あぁもう不器用で優しいバカばっかりだよ、本当に!
記憶をなくして戻ってきた彩夏。そんな彩夏とのぎこちない関係を続ける中で、園芸部が廃部にされるという話が持ちあがってくる。園芸部を何とか守るために、園芸部について調べ始めた鳴海。そして明らかになる過去に起きた生徒の死亡事件、そこにはテツ先輩が絡んでいて。
死者を代弁し、明かされるべきではなかったかもしれない真実を白日の下に晒す探偵という存在がどういうものであるのか。それを知らないはずがないアリスだからこそ、テツが関わった事件を解き明かすことがどういうことか分かっていて、鳴海だってそのことには気がついて。
そんな互いを傷つけ合いそうな状況で、関係にひびが入ってもおかしくない事態で、現実はどこまでもシビアで。それなのに、どうしてこいつらはこんなに優しいのか。

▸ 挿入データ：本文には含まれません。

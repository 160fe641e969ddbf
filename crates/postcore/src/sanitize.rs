use std::collections::HashSet;

use ammonia::Builder;
use anyhow::{anyhow, Context, Result};
use html5ever::{local_name, namespace_url, ns, QualName};
use kuchiki::traits::*;
use kuchiki::{ElementData, NodeDataRef, NodeRef};
use lazy_static::lazy_static;
use url::Url;

use crate::allowlist;
use crate::config::SanitizeConfig;

/// Escaped zero-width space left behind by some upstream renderers.
pub const ZERO_WIDTH_SPACE_ENTITY: &str = "&amp;#x200B;";

lazy_static! {
    static ref DEFAULT_SANITIZER: HtmlSanitizer = HtmlSanitizer::new();
}

/// Sanitizes untrusted post HTML with the default configuration.
pub fn sanitize_html(html: &str) -> String {
    DEFAULT_SANITIZER.clean(html)
}

/// Allow-list sanitizer followed by the post-specific rewrites: image links
/// become figures and span classes other than the spoiler marker are cleared.
pub struct HtmlSanitizer {
    cleaner: Builder<'static>,
    image_hosts: HashSet<String>,
    spoiler_class: String,
}

impl HtmlSanitizer {
    pub fn new() -> Self {
        Self::from_config(&SanitizeConfig::default())
    }

    pub fn from_config(config: &SanitizeConfig) -> Self {
        Self {
            cleaner: create_allowlist_cleaner(),
            image_hosts: config
                .image_hosts
                .iter()
                .map(|host| host.to_ascii_lowercase())
                .collect(),
            spoiler_class: config.spoiler_class.clone(),
        }
    }

    pub fn is_image_host(&self, host: &str) -> bool {
        self.image_hosts.contains(&host.to_ascii_lowercase())
    }

    pub fn clean(&self, html: &str) -> String {
        let cleaned = self
            .cleaner
            .clean(html)
            .to_string()
            .replace(ZERO_WIDTH_SPACE_ENTITY, "");

        let document = kuchiki::parse_html().one(cleaned.as_str());

        for anchor in select_all(&document, "a") {
            match self.rewrite_image_link(&anchor) {
                Ok(true) => log::debug!("Rewrote image link into figure"),
                Ok(false) => {}
                Err(e) => log::debug!("Leaving anchor untouched: {:#}", e),
            }
        }

        for span in select_all(&document, "span[class]") {
            if let Err(e) = self.strip_span_class(&span) {
                log::debug!("Leaving span class untouched: {:#}", e);
            }
        }

        match document.select_first("body") {
            Ok(body) => inner_html(body.as_node()),
            Err(()) => {
                log::warn!("Parsed document has no body, returning cleaned markup");
                cleaned
            }
        }
    }

    /// Replaces an anchor pointing at an image host with
    /// `<figure><img><figcaption>`. Returns whether the anchor was replaced.
    fn rewrite_image_link(&self, anchor: &NodeDataRef<ElementData>) -> Result<bool> {
        let href = match anchor.attributes.borrow().get("href") {
            Some(href) => href.to_string(),
            None => return Ok(false),
        };
        let url = Url::parse(&href).with_context(|| format!("invalid href {:?}", href))?;

        match url.host_str() {
            Some(host) if self.is_image_host(host) => {}
            _ => return Ok(false),
        }

        let node = anchor.as_node();
        let caption_text = node.text_contents();

        let img = new_element(QualName::new(None, ns!(html), local_name!("img")));
        {
            let img_data = img
                .as_element()
                .ok_or_else(|| anyhow!("created img is not an element"))?;
            let mut attrs = img_data
                .attributes
                .try_borrow_mut()
                .context("img attributes already borrowed")?;
            attrs.insert("src", url.to_string());
            attrs.insert("alt", caption_text.clone());
        }

        let caption = new_element(QualName::new(None, ns!(html), local_name!("figcaption")));
        caption.append(NodeRef::new_text(caption_text));

        let figure = new_element(QualName::new(None, ns!(html), local_name!("figure")));
        figure.append(img);
        figure.append(caption);

        node.insert_before(figure.clone());
        node.detach();

        // A parser closes an open <p> when it meets <figure>, so keep the
        // figure out of paragraphs or a second pass would reshape the output.
        if let Some(paragraph) = enclosing_paragraph(&figure) {
            split_paragraph_around(&paragraph, &figure)?;
        }
        Ok(true)
    }

    /// Clears the class of a span unless it is exactly the spoiler marker.
    fn strip_span_class(&self, span: &NodeDataRef<ElementData>) -> Result<()> {
        let mut attrs = span
            .attributes
            .try_borrow_mut()
            .context("span attributes already borrowed")?;
        if attrs.get("class") != Some(self.spoiler_class.as_str()) {
            attrs.insert("class", String::new());
        }
        Ok(())
    }
}

impl Default for HtmlSanitizer {
    fn default() -> Self {
        Self::new()
    }
}

fn create_allowlist_cleaner() -> Builder<'static> {
    let mut cleaner = Builder::default();
    cleaner
        .tags(allowlist::allowed_tags())
        .tag_attributes(allowlist::tag_attributes())
        .generic_attributes(HashSet::new())
        .link_rel(None)
        .strip_comments(true);
    cleaner
}

/// Collects matches up front so the tree can be mutated while walking them.
fn select_all(document: &NodeRef, selector: &str) -> Vec<NodeDataRef<ElementData>> {
    match document.select(selector) {
        Ok(matches) => matches.collect(),
        Err(()) => {
            log::warn!("Invalid selector {:?}", selector);
            Vec::new()
        }
    }
}

fn enclosing_paragraph(node: &NodeRef) -> Option<NodeRef> {
    node.ancestors().find(|ancestor| {
        ancestor
            .as_element()
            .map_or(false, |el| el.name.local == local_name!("p"))
    })
}

/// Moves `target` out of `paragraph` so it becomes the paragraph's next
/// sibling. Content after `target` goes into a copy of the paragraph (and of
/// every element between the two) placed after it. Halves left blank are
/// removed.
fn split_paragraph_around(paragraph: &NodeRef, target: &NodeRef) -> Result<()> {
    let mut current = target.clone();
    let mut tail: Option<NodeRef> = None;
    loop {
        let parent = current
            .parent()
            .ok_or_else(|| anyhow!("node lost its parent while splitting paragraph"))?;
        let copy = shallow_copy(&parent)?;
        if let Some(inner) = tail.take() {
            copy.append(inner);
        }
        while let Some(next) = current.next_sibling() {
            copy.append(next);
        }
        tail = Some(copy);
        if parent == *paragraph {
            break;
        }
        current = parent;
    }

    paragraph.insert_after(target.clone());
    if let Some(tail) = tail {
        if is_blank(&tail) {
            tail.detach();
        } else {
            target.insert_after(tail);
        }
    }
    if is_blank(paragraph) {
        paragraph.detach();
    }
    Ok(())
}

fn shallow_copy(node: &NodeRef) -> Result<NodeRef> {
    let el = node
        .as_element()
        .ok_or_else(|| anyhow!("expected an element while splitting paragraph"))?;
    let attrs = el
        .attributes
        .try_borrow()
        .context("element attributes already borrowed")?
        .map
        .clone();
    Ok(NodeRef::new_element(el.name.clone(), attrs))
}

/// No visible text and no void content such as images or line breaks.
fn is_blank(node: &NodeRef) -> bool {
    if !node.text_contents().trim().is_empty() {
        return false;
    }
    match node.select("img, br, hr") {
        Ok(mut found) => found.next().is_none(),
        Err(()) => false,
    }
}

fn new_element(name: QualName) -> NodeRef {
    NodeRef::new_element(name, std::iter::empty())
}

fn inner_html(node: &NodeRef) -> String {
    node.children().map(|child| child.to_string()).collect()
}

#[cfg(test)]
mod tests {
    use super::*;

    #[test]
    fn test_removes_scripts() {
        let sanitized = sanitize_html("<script>alert(1)</script><p>hi</p>");
        assert_eq!(sanitized, "<p>hi</p>");
    }

    #[test]
    fn test_keeps_text_of_stripped_tags() {
        let sanitized = sanitize_html(r#"<div onclick="x()"><u>under</u> line</div>"#);
        assert_eq!(sanitized, "under line");
    }

    #[test]
    fn test_drops_disallowed_attributes() {
        let sanitized = sanitize_html(r#"<p style="color:red" title="t">text</p>"#);
        assert_eq!(sanitized, "<p>text</p>");
    }

    #[test]
    fn test_img_keeps_only_allowed_attributes() {
        let sanitized =
            sanitize_html(r#"<img src="x.png" alt="a" title="t" onerror="y()" width="1">"#);
        assert!(sanitized.starts_with("<img "));
        assert!(sanitized.contains(r#"src="x.png""#));
        assert!(sanitized.contains(r#"alt="a""#));
        assert!(sanitized.contains(r#"title="t""#));
        assert!(!sanitized.contains("onerror"));
        assert!(!sanitized.contains("width"));
    }

    #[test]
    fn test_removes_dangerous_hrefs() {
        let sanitized = sanitize_html(r#"<a href="javascript:alert('XSS')">Click me</a>"#);
        assert!(!sanitized.contains("javascript:"));
        assert!(sanitized.contains("Click me"));
    }

    #[test]
    fn test_links_get_no_rel() {
        let sanitized = sanitize_html(r#"<a href="https://example.com">link</a>"#);
        assert_eq!(sanitized, r#"<a href="https://example.com">link</a>"#);
    }

    #[test]
    fn test_strips_zero_width_space_entity() {
        let sanitized = sanitize_html("<p>&amp;#x200B;</p><p>a&amp;#x200B;b</p>");
        assert_eq!(sanitized, "<p></p><p>ab</p>");
    }

    #[test]
    fn test_image_host_becomes_figure() {
        let sanitized = sanitize_html(r#"<a href="https://i.redd.it/x.jpg">pic</a>"#);
        assert!(sanitized.starts_with("<figure><img "));
        assert!(sanitized.contains(r#"src="https://i.redd.it/x.jpg""#));
        assert!(sanitized.contains(r#"alt="pic""#));
        assert!(sanitized.ends_with("<figcaption>pic</figcaption></figure>"));
        assert!(!sanitized.contains("<a"));
    }

    #[test]
    fn test_every_image_host_is_rewritten() {
        for url in [
            "https://i.imgur.com/abc.png",
            "https://preview.redd.it/y.jpg?width=640",
            "http://I.REDD.IT/z.gif",
        ] {
            let sanitized = sanitize_html(&format!(r#"<a href="{url}">img</a>"#));
            assert!(sanitized.contains("<figure>"), "{url}: {sanitized}");
        }
    }

    #[test]
    fn test_image_link_lifted_out_of_paragraph() {
        let sanitized = sanitize_html(r#"<p><a href="https://preview.redd.it/x.jpg">pic</a></p>"#);
        assert!(sanitized.starts_with("<figure><img "));
        assert!(sanitized.ends_with("<figcaption>pic</figcaption></figure>"));
        assert!(!sanitized.contains("<p>"));
    }

    #[test]
    fn test_paragraph_split_keeps_surrounding_content() {
        let sanitized = sanitize_html(concat!(
            r#"<p>see <b>this <a href="https://i.redd.it/a.png">pic</a> now</b> ok</p>"#,
            "<p>next</p>",
        ));
        assert!(sanitized.starts_with("<p>see <b>this </b></p><figure>"));
        assert!(sanitized.ends_with("</figure><p><b> now</b> ok</p><p>next</p>"));
    }

    #[test]
    fn test_two_image_links_in_one_paragraph() {
        let sanitized = sanitize_html(concat!(
            r#"<p><a href="https://i.redd.it/a.png">a</a> and "#,
            r#"<a href="https://i.imgur.com/b.png">b</a></p>"#,
        ));
        assert_eq!(sanitized.matches("<figure>").count(), 2);
        assert!(sanitized.contains("</figure><p> and </p><figure>"));
        assert!(!sanitized.contains("<a "));
    }

    #[test]
    fn test_relative_href_left_alone() {
        let html = r#"<a href="/r/rust">sub</a>"#;
        assert_eq!(sanitize_html(html), html);
    }

    #[test]
    fn test_anchor_without_href_left_alone() {
        assert_eq!(sanitize_html("<a>bare</a>"), "<a>bare</a>");
    }

    #[test]
    fn test_spoiler_class_kept() {
        let html = r#"<span class="spoiler">secret</span>"#;
        assert_eq!(sanitize_html(html), html);
    }

    #[test]
    fn test_other_class_cleared() {
        assert_eq!(
            sanitize_html(r#"<span class="other">x</span>"#),
            r#"<span class="">x</span>"#
        );
        assert_eq!(
            sanitize_html(r#"<span class="spoiler other">x</span>"#),
            r#"<span class="">x</span>"#
        );
    }

    #[test]
    fn test_span_without_class_untouched() {
        assert_eq!(sanitize_html("<span>x</span>"), "<span>x</span>");
    }

    #[test]
    fn test_configured_hosts_and_spoiler() {
        let sanitizer = HtmlSanitizer::from_config(&SanitizeConfig {
            image_hosts: vec!["cdn.example.com".to_string()],
            spoiler_class: "hidden".to_string(),
        });
        assert!(sanitizer.is_image_host("CDN.example.com"));
        assert!(!sanitizer.is_image_host("i.redd.it"));

        let out = sanitizer.clean(
            r#"<a href="https://cdn.example.com/a.png">a</a><a href="https://i.redd.it/b.png">b</a>"#,
        );
        assert_eq!(out.matches("<figure>").count(), 1);
        assert!(out.contains(r#"<a href="https://i.redd.it/b.png">b</a>"#));

        let out = sanitizer.clean(r#"<span class="hidden">h</span><span class="spoiler">s</span>"#);
        assert_eq!(
            out,
            r#"<span class="hidden">h</span><span class="">s</span>"#
        );
    }
}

誰かのことを想って、自分のことは省みず、でも不器用ですれ違って、ぶつかりあいもして、現実は現実としてそこにあって、それでも。殴り合うことでしか決着を付けられなかった鳴海もテツ先輩も大バカ野郎だと思うのに、でもこれで良かったんだなと思える温かさが全編を包んでいるのがすごく良かったです。
この優しさは、この温かさは、あまりにも都合の良いファンタジーなものだと感じながらも、読んでいると思わず涙腺が緩んでしまうような、そんな素敵な物語でした。
ただ、このトリックはちょっと無理があるんじゃないかなぁとも思ったり。そこが主眼の小説じゃないとは思いますし、それでこの小説の素敵さが損なわれるわけではありませんけど。